So competent and effective regulation will, if it does anything, radically reduce the number of pharmaceuticals that are allowed to go on the market. Thereby massively hitting drug company profits and, in turn, the number of people they employ; numbers which are dropping anyway.

Thus, you are soon face to face with a fundamental conflict of our capitalist system. An unavoidable collision between the impulse most decent people share for reducing the anti-social effects of capitalism, against the need for capitalism to prosper so that everyone can have good jobs and incomes. We are, whether we like it or not, materially dependent on the system’s success. But a successful system causes outcomes, such as global warming and prescribing dangerous medicines, that are inherently destructive.

Planned Regulatory Obsolescence

If regulation of the pharmaceutical industry were actually competent, as Goldacre wants it to be, it would prevent capitalism from working. Actually it’s not working well, once high performing pharma stocks have fallen below those of Coca-Cola and Unilever and drug companies are shunning research, but effective regulation would be another drag on profits. A UN report in 2009 found that a third of the profits of the world’s biggest 3,000 companies would be wiped out if firms were forced to pay for the use, loss and damage to the environment they cause. In other words, truly effective environmental regulation would render capitalism impossible.
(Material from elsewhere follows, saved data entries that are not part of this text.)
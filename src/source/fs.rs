//! Directory notifications through `notify`.

use crate::error::{SetupError, SourceError};
use crate::prelude::debug;
use crate::source::detector::{FsEvent, WatchTarget};
use crate::source::{EventSender, SourceFuture, WatchSource};
use notify::{RecommendedWatcher, RecursiveMode, Watcher};
use std::path::{Path, PathBuf};
use std::sync::atomic::{AtomicBool, Ordering};
use std::sync::Arc;
use tokio::sync::mpsc;
use tokio::sync::mpsc::error::TrySendError;

/// Notifications buffered between the backend thread and the watch loop.
const NOTIFY_BUFFER: usize = 128;

/// Watches the directory containing a file and requests a reload when the
/// file is rewritten in place or replaced through a symlink swap.
///
/// The parent directory is watched rather than the file itself, because an
/// atomic swap replaces directory entries and never touches the watched
/// inode. If the watched path cannot be resolved while processing an event
/// (for example, the file was deleted), the source fails with
/// [`SourceError::Resolve`].
#[derive(Debug)]
pub struct FsWatchSource {
    target: WatchTarget,
}

impl FsWatchSource {
    /// Creates a source watching `path`.
    ///
    /// # Errors
    ///
    /// Returns [`SetupError::InvalidPath`] if the path has no file name.
    pub fn new(path: impl Into<PathBuf>) -> Result<Self, SetupError> {
        Ok(Self {
            target: WatchTarget::new(path)?,
        })
    }

    /// Returns the watched target.
    pub fn target(&self) -> &WatchTarget {
        &self.target
    }
}

impl WatchSource for FsWatchSource {
    fn attach(self: Box<Self>, events: EventSender) -> Result<SourceFuture, SetupError> {
        let mut target = self.target;
        let (forwarder, inbox) = notifications(NOTIFY_BUFFER);

        let watch_error = |dir: &Path, e: notify::Error| SetupError::Watch {
            path: dir.to_path_buf(),
            source: Arc::new(e),
        };

        // The handler runs on the backend's own thread and never blocks it.
        let mut watcher = RecommendedWatcher::new(
            move |res: notify::Result<notify::Event>| forwarder.forward(res),
            notify::Config::default(),
        )
        .map_err(|e| watch_error(target.dir(), e))?;

        watcher
            .watch(target.dir(), RecursiveMode::NonRecursive)
            .map_err(|e| watch_error(target.dir(), e))?;

        target.prime();
        debug!(
            "Watching {} for changes of {}",
            target.dir().display(),
            target.path().display()
        );

        Ok(Box::pin(watch_loop(watcher, target, inbox, events)))
    }
}

type Notification = notify::Result<notify::Event>;

fn notifications(capacity: usize) -> (Forwarder, Inbox) {
    let (tx, rx) = mpsc::channel(capacity);
    let overflowed = Arc::new(AtomicBool::new(false));
    (
        Forwarder {
            tx,
            overflowed: Arc::clone(&overflowed),
        },
        Inbox { rx, overflowed },
    )
}

// Backend side. When the buffer is full the notification is dropped and
// the next batch forces a reload instead.
struct Forwarder {
    tx: mpsc::Sender<Notification>,
    overflowed: Arc<AtomicBool>,
}

impl Forwarder {
    fn forward(&self, res: Notification) {
        if let Err(TrySendError::Full(_)) = self.tx.try_send(res) {
            self.overflowed.store(true, Ordering::Release);
        }
    }
}

struct Inbox {
    rx: mpsc::Receiver<Notification>,
    overflowed: Arc<AtomicBool>,
}

#[derive(Debug, Default)]
struct Batch {
    events: Vec<FsEvent>,
    overflowed: bool,
}

impl Inbox {
    /// Waits for a notification, then takes every notification queued behind
    /// it, so a burst of directory activity costs at most one reload.
    async fn next_batch(&mut self) -> Result<Batch, SourceError> {
        let first = self.rx.recv().await.ok_or(SourceError::WatchEnded)?;

        let mut batch = Batch::default();
        batch.extend(first)?;
        while let Ok(next) = self.rx.try_recv() {
            batch.extend(next)?;
        }
        batch.overflowed = self.overflowed.swap(false, Ordering::AcqRel);
        Ok(batch)
    }
}

impl Batch {
    fn extend(&mut self, res: Notification) -> Result<(), SourceError> {
        let event = res.map_err(|e| SourceError::Watch(Arc::new(e)))?;
        self.events.extend(FsEvent::from_notify(&event));
        Ok(())
    }
}

async fn watch_loop(
    watcher: RecommendedWatcher,
    mut target: WatchTarget,
    mut inbox: Inbox,
    events: EventSender,
) -> Result<(), SourceError> {
    // Dropping the watcher releases the OS watch.
    let _watcher = watcher;

    loop {
        let batch = tokio::select! {
            biased;
            () = events.cancelled() => return Ok(()),
            batch = inbox.next_batch() => batch?,
        };

        let current = target.resolve()?;
        let changed = target.observe(&batch.events, &current);

        if changed || batch.overflowed {
            debug!(
                "Change detected for {} (resolved to {}, overflowed={})",
                target.path().display(),
                current.display(),
                batch.overflowed
            );
            if !events.reload().await {
                return Ok(());
            }
        }
    }
}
So regulation is, quite deliberately, not effective. It allows, as research has found, just enough reform to buy off critics without seriously impeding corporate priorities. In the end, Goldacre’s vision of a “competent regulatory framework” is far more utopian than changing the system so that profit maximization is no longer the modus operandi of pharmaceutical companies.


An Alternative to regulation

 Is there an alternative to the futility of regulation that avoids the pathologies of a Soviet-style command economy? Actually there is:  a weapon to bend bad pharma to the public interest that entails no mass expropriations and preserves a market economy.

“A man who causes harm in the course of his work can be sued for the full cost of that harm to the point of personal ruin,” writes Dan Hind in his book, The Return of the Public.  “A man who owns shares in a company that causes the same harm risks only his original investment.” This is the privilege of limited liability, granted by the state, on the grounds that by limiting risk to corporate investors, innovation, in the public interest, is encouraged. But recent experience of the finance industry, as well as pharmaceutical companies, demonstrates that limited liability, far from promoting the public interest, inculcates public harm.

Hind argues that limited liability be reserved for employee-owned and managed companies. Harry Shutt, who originally voiced the incompatibility of profit-maximising pharmaceutical companies with the public good, believes that limited liability should only be granted to companies that represent the community on their boards and serve a defined public purpose.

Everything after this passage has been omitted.